Mothers, fathers, children and the family heirarchy

337 replies

Ormirian · 10/06/2011 11:18

Thread obliquely about a thread. Sorry.

But as I read more I got Confused and then Shock and finally downright Angry.

I have always thought that having children was a joint project. Both parents have as much invested in the child, both care equally about the outcome. I always beleived that was a given. With good decent men anyway.

When children are small they come first. Always. Simple logistics demand it for a start. The parents gets what is left over in terms of energy, time and affection. In a solid relationship with similar attitudes that is absolutely fine because it's temporary and for a worthwhile goal.

I have heard about fathers being jealous when a new baby arrives.
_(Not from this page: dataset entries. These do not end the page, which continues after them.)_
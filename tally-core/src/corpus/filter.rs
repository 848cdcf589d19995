//! Length-range selection.

use super::Corpus;
use tally_types::LengthRange;

impl Corpus {
    /// Returns the records whose length lies in `range` (inclusive), in order.
    ///
    /// An empty result is a valid corpus, not an error.
    pub fn filter(&self, range: LengthRange) -> Corpus {
        let records = self
            .records()
            .iter()
            .filter(|r| range.contains(r.length()))
            .cloned()
            .collect::<Vec<_>>();
        log::debug!(
            "filter {}: kept {} of {} records",
            range,
            records.len(),
            self.len()
        );
        self.with_records(records)
    }
}

#[cfg(test)]
mod tests {
    use crate::corpus::test_support::corpus;
    use tally_types::LengthRange;

    #[test]
    fn scenario_inclusive_range() {
        let c = corpus(&[("a", 3), ("b", 5), ("c", 5), ("d", 8), ("e", 10)]);
        let out = c.filter(LengthRange::new(5, 8).unwrap());
        assert_eq!(out.len(), 3);
        assert_eq!(out.lengths().collect::<Vec<_>>(), [5, 5, 8]);
    }

    #[test]
    fn keeps_exactly_the_matching_records() {
        let rows: Vec<(String, u32)> = (0..40u32).map(|i| (format!("row {i}"), (i * 7) % 13)).collect();
        let refs: Vec<(&str, u32)> = rows.iter().map(|(t, l)| (t.as_str(), *l)).collect();
        let c = corpus(&refs);

        for (a, b) in [(0, 0), (2, 6), (5, 12), (13, 20), (0, u32::MAX)] {
            let range = LengthRange::new(a, b).unwrap();
            let filtered = c.filter(range);
            let kept: Vec<&str> = filtered.texts().collect();
            let expected: Vec<&str> = refs
                .iter()
                .filter(|(_, l)| a <= *l && *l <= b)
                .map(|(t, _)| *t)
                .collect();
            assert_eq!(kept, expected, "range [{a}, {b}]");
        }
    }

    #[test]
    fn empty_result_is_valid() {
        let c = corpus(&[("a", 3)]);
        let out = c.filter(LengthRange::new(4, 9).unwrap());
        assert!(out.is_empty());
        assert_eq!(out.schema(), c.schema());
    }

    #[test]
    fn minimum_only_filter() {
        let c = corpus(&[("a", 1), ("b", 4), ("c", 9)]);
        assert_eq!(c.filter(LengthRange::at_least(4)).len(), 2);
    }

    #[test]
    fn preserves_all_cells() {
        let c = corpus(&[("keep me", 2)]);
        let out = c.filter(LengthRange::full());
        assert_eq!(out.records()[0].fields(), ["keep me", "2"]);
    }
}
I can understand that I guess - mother's do tend to get wrapped up in newborns, exhausted and emotionally drained. However I always assumed that jealousy of a baby (who also happens to be their child) is something that would be regarded with embarrassment and shame. Something a man would fight against and certainly not mention seriously to his partner. If he was jealous of his own child he'd do his damndest to sort it out himself and not parade his ego in front of his partner and demand she massage it for him!
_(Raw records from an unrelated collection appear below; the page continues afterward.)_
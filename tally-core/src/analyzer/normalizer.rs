use super::punctuation::in_punctuation_table;

/// Output class for an ASCII byte.
const DROP: u8 = 0x00;
const SPACE: u8 = 0x20;

/// Maps each ASCII byte to its normalized form: lowercase letters for
/// uppercase, `SPACE` for whitespace, `DROP` for punctuation.
/// Everything else maps to itself.
const ASCII_TABLE: [u8; 128] = build_ascii_table();

const fn build_ascii_table() -> [u8; 128] {
    let mut table = [0u8; 128];
    let mut b = 0usize;
    while b < 128 {
        let byte = b as u8;
        table[b] = if byte.is_ascii_uppercase() {
            byte + 32
        } else if byte.is_ascii_punctuation() {
            DROP
        } else if matches!(byte, b' ' | b'\t' | b'\n' | b'\r' | 0x0b | 0x0c) {
            SPACE
        } else {
            byte
        };
        b += 1;
    }
    table
}

/// Returns `true` for characters the normalizer removes.
///
/// ASCII punctuation, every non-ASCII character in a Unicode punctuation
/// category (`P*`), and the modifier apostrophe (U+02BC, a letter by
/// category) used as a tone/glottal mark in the sentence files.
#[inline]
pub fn is_punctuation(c: char) -> bool {
    if c.is_ascii() {
        return c.is_ascii_punctuation();
    }
    c == '\u{02BC}' || in_punctuation_table(c)
}

/// Text normalizer for frequency analysis.
///
/// Performs the following operations:
/// - Converts all characters to lowercase (Unicode-aware)
/// - Removes punctuation (see [`is_punctuation`]) without inserting a space,
///   so `"don't"` becomes `"dont"`
/// - Collapses runs of whitespace into single ASCII spaces
/// - Removes leading and trailing whitespace
///
/// The output satisfies the [`Tokenizer`](super::Tokenizer) input contract.
///
/// # Examples
///
/// ```
/// use tally_core::analyzer::TextNormalizer;
///
/// let normalizer = TextNormalizer::default();
/// assert_eq!(normalizer.normalize("  The cat,  SAT!  "), "the cat sat");
/// ```
#[derive(Debug, Clone, Copy, Default)]
pub struct TextNormalizer;

impl TextNormalizer {
    /// Creates a new normalizer.
    pub const fn new() -> Self {
        Self
    }

    /// Normalizes text into an existing String buffer.
    ///
    /// Reuses the buffer's capacity. Clears the buffer before writing.
    #[inline]
    pub fn normalize_into(&self, input: &str, out: &mut String) {
        out.clear();
        out.reserve(input.len());

        let bytes = input.as_bytes();
        let mut i = 0usize;
        let mut pending_space = false;

        while i < bytes.len() {
            let b = bytes[i];

            if b < 128 {
                i += 1;
                match ASCII_TABLE[b as usize] {
                    DROP => {}
                    SPACE => pending_space = true,
                    lowered => {
                        push_pending_space(out, &mut pending_space);
                        out.push(lowered as char);
                    }
                }
                continue;
            }

            // `i` always sits on a char boundary: it only advances by whole
            // ASCII bytes or by `len_utf8` of a decoded char.
            let Some(ch) = input[i..].chars().next() else {
                break;
            };
            i += ch.len_utf8();

            if ch.is_whitespace() {
                pending_space = true;
                continue;
            }
            if is_punctuation(ch) {
                continue;
            }

            push_pending_space(out, &mut pending_space);
            for lowered in ch.to_lowercase() {
                out.push(lowered);
            }
        }
    }

    /// Normalizes text and returns a new String.
    #[inline]
    pub fn normalize(&self, input: &str) -> String {
        let mut out = String::with_capacity(input.len());
        self.normalize_into(input, &mut out);
        out
    }
}

#[inline(always)]
fn push_pending_space(out: &mut String, pending: &mut bool) {
    if *pending && !out.is_empty() {
        out.push(' ');
    }
    *pending = false;
}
Have I been suckered by the myth of the New Man? Do most men really feel as if their infant children are 'in the way' and taking up too much of their partner's time? How can you be jealous of the affection your partner shows to your child and the time and energy she gives them? And what happened to supporting your wife/gf in what is a hard time for her too? When she needs your support and love? When she doesn't need more demands?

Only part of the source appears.